Peki bu saldırılar sürerken tüm siyasi partilere eşit mesafede olması gereken Cumhurbaşkanı ne yapıyor? Meydan meydan gezip bizim vergilerimizle “gönlündeki aslana” 400 milletvekili istiyor. Bu saldırılar tüm hızı ile sürerken, yaptığı mitinglerde HDP’yi “terör örgütünün desteklediği, güdümünde olduğu parti” diye tanımlayarak yuhalatıyor, hedef gösteriyor. Bu ne demek? Bu memleketin çivisi çıkmış demek, Anayasa’nın ihlali, seçim güvenliğinin ihlali, özgür propaganda hakkının ve en kötüsü bombalama olayında olduğu üzere yaşam hakkının ihlali demek. MHP yöneticileri defaatle bu saldırılarla bir ilişkileri olmadığını açıkladılar (link). MHP biz değiliz diyorsa, saldırıları kim örgütlüyor? MHP ve HDP tabanlarını seçim öncesi kim karşı karşıya getirmeye çalışıyor?

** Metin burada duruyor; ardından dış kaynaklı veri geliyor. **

//! Shared storage integration tests.
//!
//! Tests the FingerprintStore interface against all implementations.
//! Each implementation module imports these test functions and runs them.

pub mod fingerprint_store_tests;
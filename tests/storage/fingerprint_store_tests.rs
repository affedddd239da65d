//! FingerprintStore interface tests.
//!
//! These tests verify the contract of the FingerprintStore trait.
//! Each storage implementation should run these tests.

use std::collections::HashSet;

use uuid::Uuid;

use fingerprint_redis::storage::{
    FingerprintId, FingerprintRecord, FingerprintStore, LoadOutcome, ScanCursor,
};

/// A fresh, random fingerprint id.
pub fn random_id() -> FingerprintId {
    FingerprintId::parse(&Uuid::new_v4().simple().to_string()).expect("uuid is 32 hex chars")
}

/// Create a test fingerprint with one recorded usage.
pub fn make_record(file_name: &str) -> FingerprintRecord {
    let mut record =
        FingerprintRecord::new(random_id(), file_name).with_original("upstream", 1);
    record.add_usage("downstream", 7);
    record
}

/// Walk the whole index and collect every id returned.
pub async fn scan_all<S>(store: &S, batch_size: usize) -> (Vec<String>, usize)
where
    S: FingerprintStore<Record = FingerprintRecord>,
{
    let mut cursor = ScanCursor::START;
    let mut ids = Vec::new();
    let mut pages = 0;
    loop {
        let page = store
            .scan_index(&cursor, batch_size)
            .await
            .expect("scan should succeed");
        ids.extend(page.ids);
        pages += 1;
        cursor = page.cursor;
        if cursor.is_start() {
            return (ids, pages);
        }
    }
}

// =============================================================================
// FingerprintStore::is_ready tests (require an empty instance)
// =============================================================================

pub async fn test_is_ready_tracks_index<S>(store: &S)
where
    S: FingerprintStore<Record = FingerprintRecord>,
{
    assert!(
        !store.is_ready().await.expect("is_ready should succeed"),
        "empty instance should not be ready"
    );

    let record = make_record("ready.jar");
    store.save(&record).await.expect("save should succeed");
    assert!(store.is_ready().await.expect("is_ready should succeed"));

    store
        .delete(&record.id)
        .await
        .expect("delete should succeed");
    assert!(
        !store.is_ready().await.expect("is_ready should succeed"),
        "instance should be empty again after deleting its only fingerprint"
    );
}

// =============================================================================
// FingerprintStore::save / load tests
// =============================================================================

pub async fn test_load_nonexistent<S>(store: &S)
where
    S: FingerprintStore<Record = FingerprintRecord>,
{
    let loaded = store
        .load(&random_id())
        .await
        .expect("load should succeed");
    assert!(loaded.is_none(), "nonexistent fingerprint should be None");
}

pub async fn test_save_then_load<S>(store: &S)
where
    S: FingerprintStore<Record = FingerprintRecord>,
{
    let record = make_record("app.jar");
    store.save(&record).await.expect("save should succeed");

    let loaded = store
        .load(&record.id)
        .await
        .expect("load should succeed")
        .expect("fingerprint should exist");
    assert_eq!(loaded, record);
}

pub async fn test_save_overwrites<S>(store: &S)
where
    S: FingerprintStore<Record = FingerprintRecord>,
{
    let mut record = make_record("lib.jar");
    store.save(&record).await.expect("save should succeed");

    record.add_usage("nightly", 42);
    record.remove_job("downstream");
    store.save(&record).await.expect("second save should succeed");

    let loaded = store
        .load(&record.id)
        .await
        .expect("load should succeed")
        .expect("fingerprint should exist");
    assert_eq!(loaded, record);
}

pub async fn test_save_indexes_id<S>(store: &S)
where
    S: FingerprintStore<Record = FingerprintRecord>,
{
    let record = make_record("indexed.jar");
    store.save(&record).await.expect("save should succeed");
    store.save(&record).await.expect("resave should succeed");

    let (ids, _) = scan_all(store, 50).await;
    let hits = ids.iter().filter(|id| *id == record.id.as_str()).count();
    assert!(hits >= 1, "saved id should be in the index");
}

// =============================================================================
// FingerprintStore::delete tests
// =============================================================================

pub async fn test_delete_existing<S>(store: &S)
where
    S: FingerprintStore<Record = FingerprintRecord>,
{
    let record = make_record("gone.jar");
    store.save(&record).await.expect("save should succeed");
    store
        .delete(&record.id)
        .await
        .expect("delete should succeed");

    let loaded = store.load(&record.id).await.expect("load should succeed");
    assert!(loaded.is_none(), "deleted fingerprint should be None");

    let (ids, _) = scan_all(store, 50).await;
    assert!(
        !ids.iter().any(|id| id == record.id.as_str()),
        "deleted id should leave the index"
    );
}

pub async fn test_delete_nonexistent<S>(store: &S)
where
    S: FingerprintStore<Record = FingerprintRecord>,
{
    let id = random_id();
    store.delete(&id).await.expect("delete should succeed");
    store.delete(&id).await.expect("repeated delete should succeed");
}

pub async fn test_delete_then_recreate<S>(store: &S)
where
    S: FingerprintStore<Record = FingerprintRecord>,
{
    let record = make_record("again.jar");
    store.save(&record).await.expect("save should succeed");
    store
        .delete(&record.id)
        .await
        .expect("delete should succeed");
    store.save(&record).await.expect("resave should succeed");

    let loaded = store.load(&record.id).await.expect("load should succeed");
    assert_eq!(loaded, Some(record));
}

// =============================================================================
// FingerprintStore::bulk_load tests
// =============================================================================

pub async fn test_bulk_load_empty<S>(store: &S)
where
    S: FingerprintStore<Record = FingerprintRecord>,
{
    let outcomes = store.bulk_load(&[]).await.expect("bulk_load should succeed");
    assert!(outcomes.is_empty());
}

pub async fn test_bulk_load_preserves_order<S>(store: &S)
where
    S: FingerprintStore<Record = FingerprintRecord>,
{
    let first = make_record("first.jar");
    let second = make_record("second.jar");
    store.save(&first).await.expect("save should succeed");
    store.save(&second).await.expect("save should succeed");
    let missing = random_id();

    let outcomes = store
        .bulk_load(&[second.id.clone(), missing, first.id.clone()])
        .await
        .expect("bulk_load should succeed");

    assert_eq!(outcomes.len(), 3);
    assert_eq!(outcomes[0], LoadOutcome::Found(second));
    assert!(outcomes[1].is_absent());
    assert_eq!(outcomes[2], LoadOutcome::Found(first));
}

// =============================================================================
// FingerprintStore::scan_index tests
// =============================================================================

pub async fn test_scan_visits_every_saved_id<S>(store: &S)
where
    S: FingerprintStore<Record = FingerprintRecord>,
{
    let mut saved = HashSet::new();
    for n in 0..35 {
        let record = make_record(&format!("scan-{}.jar", n));
        store.save(&record).await.expect("save should succeed");
        saved.insert(record.id.to_string());
    }

    let (ids, pages) = scan_all(store, 10).await;
    let seen: HashSet<String> = ids.into_iter().collect();

    assert!(pages >= 1);
    for id in &saved {
        assert!(seen.contains(id), "scan missed {}", id);
    }
}

// =============================================================================
// Test runner macro
// =============================================================================

/// Run all FingerprintStore interface tests against a store implementation.
///
/// The store must start with an empty instance index.
#[macro_export]
macro_rules! run_fingerprint_store_tests {
    ($store:expr) => {
        use $crate::storage::fingerprint_store_tests::*;

        // is_ready tests (must run first, on an empty index)
        test_is_ready_tracks_index($store).await;
        println!("  test_is_ready_tracks_index: PASSED");

        // save / load tests
        test_load_nonexistent($store).await;
        println!("  test_load_nonexistent: PASSED");

        test_save_then_load($store).await;
        println!("  test_save_then_load: PASSED");

        test_save_overwrites($store).await;
        println!("  test_save_overwrites: PASSED");

        test_save_indexes_id($store).await;
        println!("  test_save_indexes_id: PASSED");

        // delete tests
        test_delete_existing($store).await;
        println!("  test_delete_existing: PASSED");

        test_delete_nonexistent($store).await;
        println!("  test_delete_nonexistent: PASSED");

        test_delete_then_recreate($store).await;
        println!("  test_delete_then_recreate: PASSED");

        // bulk_load tests
        test_bulk_load_empty($store).await;
        println!("  test_bulk_load_empty: PASSED");

        test_bulk_load_preserves_order($store).await;
        println!("  test_bulk_load_preserves_order: PASSED");

        // scan tests
        test_scan_visits_every_saved_id($store).await;
        println!("  test_scan_visits_every_saved_id: PASSED");
    };
}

İnsanın aklına ister istemez, geçen seçimler öncesinde sızdırılan şu meşhur ses kaydı geliyor (link). O kayıtta MİT Başkanı Hakan Fidan, dönemin Dışişleri Bakanı Davutoğlu’na gerekirse Suriye ile savaş başlatmak için Türkiye’nin kendi askeri üssüne MİT görevlileri aracılığı ile füzeli bir saldırı yapabileceklerini söylüyordu. Aynı Hakan Fidan, 2015 seçimleri için AKP’den milletvekili aday adayı olmuşken, Erdoğan’ın baskısı ile yeniden MİT Başkanlığı görevine döndü. Yani şu anda Milli İstihbarat Başkanlığı’nın başında Erdoğan’ın sırdaşım diye tanımladığı, AKP’li olduğunu bütün dünyanın bildiği ve seçimlerde HDP’nin % 10 barajını aşmasını kesinlikle tercih etmeyecek bir siyasetçi oturuyor. Elimizde bir kanıt olmasa dahi Ağrı Diyadin’de yaşanan provakasyondan beri HDP’ye yönelik bu saldırılar ve yukarda bahsettiğim tüm Türkiye’de süren HDP’ye saldırılara karşı bu cezasızlık politikası insana bu soruları sordurtuyor. Bu saldırılar devlet tarafından mı örgütleniyor?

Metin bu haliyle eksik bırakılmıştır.